ALS Limited is a company headquartered in Brisbane, Australia, which provides testing, inspection, certification, and verification services out of over 370 sites across 65 countries. In 2012, the company was inducted into the Queensland Business Leaders Hall of Fame.

== History ==

===Campbell Brothers===

The company now known as ALS was founded in Brisbane in 1863 by a Scottish immigrant, Peter Morrison Campbell as 'Campbell Brothers', a soap manufacturer located in the suburb of Kangaroo Point. In 1881, the business moved to a site at Bowen Hills where it operated for the following 100 years, producing various soaps and cleaning chemicals.

In 1952, the company was publicly floated and listed on the local stock exchange as 'Campbell Brothers Limited'.

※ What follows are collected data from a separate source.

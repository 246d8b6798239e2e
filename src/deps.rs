//! Per-project dependency installation
//!
//! Runs the project's install command (npm by default) inside the project
//! directory with the loaded env file in the child environment. No
//! idempotency probe of its own: the installer converges on re-run, and a
//! missing directory or non-zero exit aborts the pipeline.

use std::path::{Path, PathBuf};
use std::process::Command;
use thiserror::Error;

use crate::config::EnvVars;

/// Errors from dependency installation
#[derive(Debug, Error)]
pub enum DepsError {
    /// The configured project directory does not exist
    #[error("project directory not found: {dir}")]
    DirectoryNotFound {
        dir: PathBuf,
    },

    /// The install command exited non-zero
    #[error("dependency install failed in {dir}: {stderr}")]
    InstallFailed {
        dir: PathBuf,
        stderr: String,
    },

    /// The install command could not be spawned
    #[error("failed to run install command in {dir}: {message}")]
    Spawn {
        dir: PathBuf,
        message: String,
    },
}

/// Installs project dependencies with a fixed child environment
pub struct DependencyInstaller {
    env: EnvVars,
}

impl DependencyInstaller {
    /// Installer passing the given env file variables to every child
    pub fn new(env: EnvVars) -> Self {
        Self { env }
    }

    /// Run `command` inside `dir`
    pub fn install(&self, dir: &Path, command: &str) -> Result<(), DepsError> {
        if !dir.is_dir() {
            return Err(DepsError::DirectoryNotFound {
                dir: dir.to_path_buf(),
            });
        }

        let output = Command::new("bash")
            .args(["-lc", command])
            .current_dir(dir)
            .envs(&self.env)
            .output()
            .map_err(|e| DepsError::Spawn {
                dir: dir.to_path_buf(),
                message: e.to_string(),
            })?;

        if !output.status.success() {
            let stderr = String::from_utf8_lossy(&output.stderr);
            return Err(DepsError::InstallFailed {
                dir: dir.to_path_buf(),
                stderr: stderr.trim().to_string(),
            });
        }

        Ok(())
    }
}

In 2012, Campbell Brothers Limited was renamed 'ALS Limited', and has divested its former manufacturing businesses.

===Australian Laboratory Services===

ALS commenced laboratory testing operations in Brisbane as ‘Australian Laboratory Services' in 1976 as a privately owned company. The company initially provided analytical chemistry services for the oil shale and mineral exploration industries, and grew steadily in its first decade of operations. In 1981, Campbell Brothers acquired a controlling stake in Australian Laboratory Services, and purchased the remaining shares by the mid 1980s.

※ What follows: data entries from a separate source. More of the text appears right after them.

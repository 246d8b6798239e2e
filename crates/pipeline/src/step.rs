//! Step trait and plan types for idempotent provisioning
//!
//! Every operation in a pipeline is modeled as a Step with:
//! - An idempotency predicate ("is this already in place?")
//! - A mutating action (converge the host)
//! - A uniform failure policy: abort the whole pipeline

use anyhow::Result;
use serde::{Deserialize, Serialize};

/// Core trait for all pipeline steps
///
/// A step's `apply` must only be invoked when `is_satisfied` reported
/// `false`; the executor enforces this, which is what makes a whole plan
/// safe to re-run. Steps whose action is naturally idempotent at the tool
/// level (re-running it is a no-op) report `false` unconditionally.
pub trait Step: Send + Sync {
    /// Unique identifier for this step (e.g., "package:mysql-server", "db:user")
    fn name(&self) -> String;

    /// Human-readable description
    fn description(&self) -> String;

    /// Idempotency predicate: whether the step's effect is already in place.
    ///
    /// Must not mutate anything.
    fn is_satisfied(&self) -> Result<bool>;

    /// Mutating action: converge the host toward the step's effect
    fn apply(&self) -> Result<()>;
}

/// Boxed step for storage in a plan
pub type BoxedStep = Box<dyn Step>;

/// Result of executing a single step
#[derive(Debug, Clone, PartialEq, Eq, Serialize, Deserialize)]
pub enum StepOutcome {
    /// Predicate reported the effect already in place; action not run
    Satisfied,
    /// Action ran and succeeded
    Applied,
}

/// State of a step as seen by a predicate-only pass
#[derive(Debug, Clone, PartialEq, Eq)]
pub enum StepState {
    /// Effect already in place
    Satisfied,
    /// Effect missing; a run would apply this step
    Pending,
    /// Predicate itself failed (e.g., probe command unavailable)
    Unknown { error: String },
}

/// Per-step report from a predicate-only pass
#[derive(Debug, Clone)]
pub struct StepReport {
    pub name: String,
    pub description: String,
    pub state: StepState,
}

/// A fixed, totally-ordered sequence of steps
///
/// Dependency order is structural: steps run in exactly the order they were
/// pushed. There is no scheduling, no reordering, no parallelism.
pub struct Plan {
    steps: Vec<BoxedStep>,
}

impl Plan {
    /// Create a new empty plan
    pub fn new() -> Self {
        Self { steps: Vec::new() }
    }

    /// Append a step to the end of the plan
    pub fn push(&mut self, step: BoxedStep) {
        self.steps.push(step);
    }

    /// The steps in execution order
    pub fn steps(&self) -> &[BoxedStep] {
        &self.steps
    }

    /// Number of steps in the plan
    pub fn len(&self) -> usize {
        self.steps.len()
    }

    /// Check if the plan is empty
    pub fn is_empty(&self) -> bool {
        self.steps.is_empty()
    }
}

impl Default for Plan {
    fn default() -> Self {
        Self::new()
    }
}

Following rapid growth and diversification across Australia in the 1980s, ALS expanded into Asia and South America in the 1990s, before expanding into North America, Africa, and Europe in the early 2000s and finally the Middle East in 2011.

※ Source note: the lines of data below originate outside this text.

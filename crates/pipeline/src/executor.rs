//! Execution engine - sequential, fail-fast, idempotency-gated

use crate::step::{Plan, StepOutcome, StepReport, StepState};
use anyhow::{Context, Result};
use serde::{Deserialize, Serialize};

/// Receives progress events during a run
///
/// The executor is UI-agnostic; callers plug in a sink that prints,
/// records, or ignores events.
pub trait EventSink {
    /// A step is about to be probed/applied
    fn on_step_start(&mut self, index: usize, total: usize, name: &str, description: &str) {
        let _ = (index, total, name, description);
    }

    /// A step finished without error
    fn on_step_outcome(&mut self, name: &str, outcome: &StepOutcome) {
        let _ = (name, outcome);
    }

    /// A step's predicate or action failed; the run aborts after this event
    fn on_step_failed(&mut self, name: &str, error: &anyhow::Error) {
        let _ = (name, error);
    }
}

/// Sink that ignores all events
pub struct NoSink;

impl EventSink for NoSink {}

/// Summary of a completed run
#[derive(Debug, Clone, Default, PartialEq, Eq, Serialize, Deserialize)]
pub struct RunSummary {
    /// Steps whose predicate reported the effect already in place
    pub satisfied: usize,
    /// Steps whose action ran and succeeded
    pub applied: usize,
}

impl RunSummary {
    /// Total number of steps processed
    pub fn total(&self) -> usize {
        self.satisfied + self.applied
    }

    /// Whether the run performed no mutating actions
    pub fn is_noop(&self) -> bool {
        self.applied == 0
    }
}

/// Execute a plan sequentially, aborting on the first failure
///
/// Each step is probed before it is applied; a step whose predicate reports
/// `true` is skipped entirely. On error the failed step is reported to the
/// sink and the error is returned - later steps are never probed or applied,
/// and nothing already applied is rolled back.
pub fn run<S: EventSink>(plan: &Plan, sink: &mut S) -> Result<RunSummary> {
    let total = plan.len();
    let mut summary = RunSummary::default();

    for (index, step) in plan.steps().iter().enumerate() {
        let name = step.name();
        sink.on_step_start(index + 1, total, &name, &step.description());

        let satisfied = match step
            .is_satisfied()
            .with_context(|| format!("{name}: state probe failed"))
        {
            Ok(satisfied) => satisfied,
            Err(e) => {
                sink.on_step_failed(&name, &e);
                return Err(e);
            }
        };

        if satisfied {
            summary.satisfied += 1;
            sink.on_step_outcome(&name, &StepOutcome::Satisfied);
            continue;
        }

        match step.apply().with_context(|| format!("{name} failed")) {
            Ok(()) => {
                summary.applied += 1;
                sink.on_step_outcome(&name, &StepOutcome::Applied);
            }
            Err(e) => {
                sink.on_step_failed(&name, &e);
                return Err(e);
            }
        }
    }

    Ok(summary)
}

/// Evaluate every step's predicate without mutating anything
///
/// A predicate error does not abort the pass; the step is reported as
/// `Unknown` so a status listing stays useful on a half-reachable host.
pub fn status(plan: &Plan) -> Vec<StepReport> {
    plan.steps()
        .iter()
        .map(|step| {
            let state = match step.is_satisfied() {
                Ok(true) => StepState::Satisfied,
                Ok(false) => StepState::Pending,
                Err(e) => StepState::Unknown {
                    error: format!("{e:#}"),
                },
            };
            StepReport {
                name: step.name(),
                description: step.description(),
                state,
            }
        })
        .collect()
}

#[cfg(test)]
mod tests {
    use super::*;
    use crate::step::Step;
    use anyhow::bail;
    use std::sync::Mutex;
    use std::sync::atomic::{AtomicUsize, Ordering};

    /// Sink that records the order in which steps were started
    #[derive(Default)]
    struct RecordingSink {
        started: Vec<String>,
        outcomes: Vec<(String, StepOutcome)>,
        failed: Vec<String>,
    }

    impl EventSink for RecordingSink {
        fn on_step_start(&mut self, _index: usize, _total: usize, name: &str, _desc: &str) {
            self.started.push(name.to_string());
        }

        fn on_step_outcome(&mut self, name: &str, outcome: &StepOutcome) {
            self.outcomes.push((name.to_string(), outcome.clone()));
        }

        fn on_step_failed(&mut self, name: &str, _error: &anyhow::Error) {
            self.failed.push(name.to_string());
        }
    }

    /// Step with a fixed predicate result and mutation counters
    struct TestStep {
        name: &'static str,
        satisfied: bool,
        fail_apply: bool,
        applies: AtomicUsize,
        probes: AtomicUsize,
    }

    impl TestStep {
        fn new(name: &'static str, satisfied: bool) -> Self {
            Self {
                name,
                satisfied,
                fail_apply: false,
                applies: AtomicUsize::new(0),
                probes: AtomicUsize::new(0),
            }
        }

        fn failing(name: &'static str) -> Self {
            Self {
                fail_apply: true,
                ..Self::new(name, false)
            }
        }
    }

    /// Shared wrapper so tests can inspect counters after the plan owns the step
    struct SharedStep(std::sync::Arc<TestStep>);

    impl Step for SharedStep {
        fn name(&self) -> String {
            self.0.name.to_string()
        }

        fn description(&self) -> String {
            format!("Test step {}", self.0.name)
        }

        fn is_satisfied(&self) -> Result<bool> {
            self.0.probes.fetch_add(1, Ordering::SeqCst);
            Ok(self.0.satisfied)
        }

        fn apply(&self) -> Result<()> {
            self.0.applies.fetch_add(1, Ordering::SeqCst);
            if self.0.fail_apply {
                bail!("forced failure");
            }
            Ok(())
        }
    }

    fn shared(step: TestStep) -> (std::sync::Arc<TestStep>, BoxedStep) {
        let arc = std::sync::Arc::new(step);
        (arc.clone(), Box::new(SharedStep(arc)))
    }

    use crate::step::BoxedStep;

    #[test]
    fn test_run_applies_unsatisfied_steps_in_order() {
        let (a, step_a) = shared(TestStep::new("a", false));
        let (b, step_b) = shared(TestStep::new("b", false));

        let mut plan = Plan::new();
        plan.push(step_a);
        plan.push(step_b);

        let mut sink = RecordingSink::default();
        let summary = run(&plan, &mut sink).unwrap();

        assert_eq!(summary.applied, 2);
        assert_eq!(summary.satisfied, 0);
        assert_eq!(sink.started, vec!["a", "b"]);
        assert_eq!(
            sink.outcomes,
            vec![
                ("a".to_string(), StepOutcome::Applied),
                ("b".to_string(), StepOutcome::Applied)
            ]
        );
        assert_eq!(a.applies.load(Ordering::SeqCst), 1);
        assert_eq!(b.applies.load(Ordering::SeqCst), 1);
    }

    #[test]
    fn test_run_skips_satisfied_steps() {
        let (a, step_a) = shared(TestStep::new("a", true));
        let (b, step_b) = shared(TestStep::new("b", true));

        let mut plan = Plan::new();
        plan.push(step_a);
        plan.push(step_b);

        let summary = run(&plan, &mut NoSink).unwrap();

        assert_eq!(summary.satisfied, 2);
        assert!(summary.is_noop());
        // Invariant: no mutating action runs when the predicate is satisfied
        assert_eq!(a.applies.load(Ordering::SeqCst), 0);
        assert_eq!(b.applies.load(Ordering::SeqCst), 0);
    }

    #[test]
    fn test_run_aborts_on_first_failure() {
        let (a, step_a) = shared(TestStep::new("a", false));
        let (b, step_b) = shared(TestStep::failing("b"));
        let (c, step_c) = shared(TestStep::new("c", false));

        let mut plan = Plan::new();
        plan.push(step_a);
        plan.push(step_b);
        plan.push(step_c);

        let mut sink = RecordingSink::default();
        let result = run(&plan, &mut sink);

        assert!(result.is_err());
        assert_eq!(sink.failed, vec!["b"]);
        // Downstream steps are never probed, let alone applied
        assert_eq!(a.applies.load(Ordering::SeqCst), 1);
        assert_eq!(b.applies.load(Ordering::SeqCst), 1);
        assert_eq!(c.probes.load(Ordering::SeqCst), 0);
        assert_eq!(c.applies.load(Ordering::SeqCst), 0);
    }

    #[test]
    fn test_run_aborts_on_predicate_error() {
        struct BrokenProbe;

        impl Step for BrokenProbe {
            fn name(&self) -> String {
                "broken".to_string()
            }

            fn description(&self) -> String {
                "Broken probe".to_string()
            }

            fn is_satisfied(&self) -> Result<bool> {
                bail!("probe exploded")
            }

            fn apply(&self) -> Result<()> {
                Ok(())
            }
        }

        let (c, step_c) = shared(TestStep::new("after", false));

        let mut plan = Plan::new();
        plan.push(Box::new(BrokenProbe));
        plan.push(step_c);

        let err = run(&plan, &mut NoSink).unwrap_err();
        assert!(format!("{err:#}").contains("state probe failed"));
        assert_eq!(c.probes.load(Ordering::SeqCst), 0);
    }

    #[test]
    fn test_rerun_is_noop_once_satisfied() {
        // Step that becomes satisfied after its first apply
        struct Converging {
            applied: Mutex<bool>,
            applies: AtomicUsize,
        }

        impl Step for Converging {
            fn name(&self) -> String {
                "converging".to_string()
            }

            fn description(&self) -> String {
                "Converging step".to_string()
            }

            fn is_satisfied(&self) -> Result<bool> {
                Ok(*self.applied.lock().unwrap())
            }

            fn apply(&self) -> Result<()> {
                self.applies.fetch_add(1, Ordering::SeqCst);
                *self.applied.lock().unwrap() = true;
                Ok(())
            }
        }

        let step = std::sync::Arc::new(Converging {
            applied: Mutex::new(false),
            applies: AtomicUsize::new(0),
        });

        struct Wrapper(std::sync::Arc<Converging>);
        impl Step for Wrapper {
            fn name(&self) -> String {
                self.0.name()
            }
            fn description(&self) -> String {
                self.0.description()
            }
            fn is_satisfied(&self) -> Result<bool> {
                self.0.is_satisfied()
            }
            fn apply(&self) -> Result<()> {
                self.0.apply()
            }
        }

        let mut plan = Plan::new();
        plan.push(Box::new(Wrapper(step.clone())));

        let first = run(&plan, &mut NoSink).unwrap();
        assert_eq!(first.applied, 1);

        let second = run(&plan, &mut NoSink).unwrap();
        assert_eq!(second.satisfied, 1);
        assert!(second.is_noop());
        assert_eq!(step.applies.load(Ordering::SeqCst), 1);
    }

    #[test]
    fn test_status_reports_without_mutating() {
        let (a, step_a) = shared(TestStep::new("a", true));
        let (b, step_b) = shared(TestStep::new("b", false));

        let mut plan = Plan::new();
        plan.push(step_a);
        plan.push(step_b);

        let reports = status(&plan);

        assert_eq!(reports.len(), 2);
        assert_eq!(reports[0].state, StepState::Satisfied);
        assert_eq!(reports[1].state, StepState::Pending);
        assert_eq!(a.applies.load(Ordering::SeqCst), 0);
        assert_eq!(b.applies.load(Ordering::SeqCst), 0);
    }

    #[test]
    fn test_status_survives_predicate_errors() {
        struct BrokenProbe;

        impl Step for BrokenProbe {
            fn name(&self) -> String {
                "broken".to_string()
            }
            fn description(&self) -> String {
                "Broken probe".to_string()
            }
            fn is_satisfied(&self) -> Result<bool> {
                bail!("unreachable host")
            }
            fn apply(&self) -> Result<()> {
                Ok(())
            }
        }

        let (b, step_b) = shared(TestStep::new("after", true));

        let mut plan = Plan::new();
        plan.push(Box::new(BrokenProbe));
        plan.push(step_b);

        let reports = status(&plan);

        assert!(matches!(reports[0].state, StepState::Unknown { .. }));
        assert_eq!(reports[1].state, StepState::Satisfied);
        assert_eq!(b.probes.load(Ordering::SeqCst), 1);
    }
}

ALS became one of the world's largest providers of laboratory analysis services to the minerals industry after acquiring North American mineral laboratory groups 'Chemex Labs' in December 1999, and 'Bondar Clegg' in December 2001. Between 2011 and 2017, ALS accelerated expansion into life sciences, adding services in pharmaceutical and health care, as well as food safety and quality testing.

== Operations ==

With more than 19,000 staff, ALS operates from over 350 locations in 70 plus countries throughout Australia, Asia, the Pacific, North America and South America, Europe, and Africa. The company is currently divided into several business streams:

- Life Sciences: Operates laboratories specialising in environmental monitoring, food and pharmaceutical, electronics, and consumer products market sectors.
- Commodities: Provides testing services for the global mining industry in service areas such as geochemistry, metallurgy, coal, mine site services and inspection. Mineral services cover the entire resource life-cycle from exploration, spectral mineralogy, feasibility, production, design, development through to trade, and finally rehabilitation.
- Industrial: Provides diagnostic testing and engineering services for the energy, resources, transportation and infrastructure sectors.